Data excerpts
************

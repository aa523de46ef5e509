use circle_grid::core::{AxisLimits, CoordinateTransform, DataPoint, GridMetrics, SurfaceSize};
use proptest::prelude::*;

const MARGIN: u32 = 30;
const MIN_SURFACE: u32 = 200;

fn compute(width: u32, height: u32, limit_x: f64, limit_y: f64) -> GridMetrics {
    GridMetrics::compute(
        SurfaceSize::new(width, height),
        AxisLimits::new(limit_x, limit_y),
        MARGIN,
        MIN_SURFACE,
    )
}

proptest! {
    #![proptest_config(ProptestConfig::with_cases(128))]

    #[test]
    fn unit_size_is_quantized_and_fits_usable_span(
        side in 200u32..2400u32,
        limit_ratio in 0.0f64..1.0,
    ) {
        // Limits up to the point where the raw unit size reaches the 10 px floor.
        let max_limit = f64::from(side - 60) / 20.0;
        let limit = 0.05 + limit_ratio * (max_limit - 0.05);
        let metrics = compute(side, side, limit, limit);

        prop_assert_eq!(metrics.unit_size() % 10, 0);
        prop_assert!(metrics.unit_size() >= 10);
        let span = metrics.unit_size_px() * limit * 2.0;
        prop_assert!(span <= f64::from(side - 60) + 1e-9);
    }

    #[test]
    fn grid_is_centered_for_any_positive_limits(
        width in 0u32..3000u32,
        height in 0u32..3000u32,
        limit_x in 0.01f64..500.0,
        limit_y in 0.01f64..500.0,
    ) {
        let metrics = compute(width, height, limit_x, limit_y);
        let surface = metrics.surface();
        let bounds = metrics.bounds();

        prop_assert!(surface.width >= MIN_SURFACE && surface.height >= MIN_SURFACE);
        prop_assert_eq!(metrics.unit_size() % 10, 0);
        prop_assert!(metrics.unit_size() >= 10);
        prop_assert!((bounds.left + bounds.right - f64::from(surface.width)).abs() <= 1e-6);
        prop_assert!((bounds.top + bounds.bottom - f64::from(surface.height)).abs() <= 1e-6);
        prop_assert!((metrics.center().x - (bounds.left + bounds.right) / 2.0).abs() <= 1e-6);
        prop_assert_eq!(metrics.minor_step(), metrics.unit_size_px() / 10.0);
    }

    #[test]
    fn recomputation_is_idempotent(
        width in 0u32..3000u32,
        height in 0u32..3000u32,
        limit_x in -10.0f64..100.0,
        limit_y in -10.0f64..100.0,
    ) {
        prop_assert_eq!(
            compute(width, height, limit_x, limit_y),
            compute(width, height, limit_x, limit_y)
        );
    }

    #[test]
    fn data_pixel_round_trip_stays_within_tolerance(
        side in 200u32..2400u32,
        limit in 0.1f64..20.0,
        x in -100.0f64..100.0,
        y in -100.0f64..100.0,
    ) {
        let transform = CoordinateTransform::new(&compute(side, side, limit, limit));
        let back = transform.to_data(transform.to_pixel(DataPoint::new(x, y)));
        prop_assert!((back.x - x).abs() <= 1e-9);
        prop_assert!((back.y - y).abs() <= 1e-9);
    }
}

#[test]
fn reference_layout_for_default_surface() {
    let metrics = compute(400, 400, 1.0, 1.0);
    assert_eq!(metrics.unit_size(), 170);
    let bounds = metrics.bounds();
    assert_eq!(
        (bounds.left, bounds.top, bounds.right, bounds.bottom),
        (30.0, 30.0, 370.0, 370.0)
    );
    assert_eq!((metrics.center().x, metrics.center().y), (200.0, 200.0));
}

#[test]
fn non_round_usable_span_floors_unit_size() {
    // usable 437 -> raw 218.5 -> floor to 210, grid 420 centered in 497.
    let metrics = compute(497, 497, 1.0, 1.0);
    assert_eq!(metrics.unit_size(), 210);
    assert_eq!(metrics.bounds().left, 38.5);
    assert_eq!(metrics.center().x, 248.5);
}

************

§ Task to carry out
Which lines of the data include the word "from"? Copy each one.

§ Written solution
        let max_limit = f64::from(side - 60) / 20.0;
        prop_assert!(span <= f64::from(side - 60) + 1e-9);
        prop_assert!((bounds.left + bounds.right - f64::from(surface.width)).abs() <= 1e-6);
        prop_assert!((bounds.top + bounds.bottom - f64::from(surface.height)).abs() <= 1e-6);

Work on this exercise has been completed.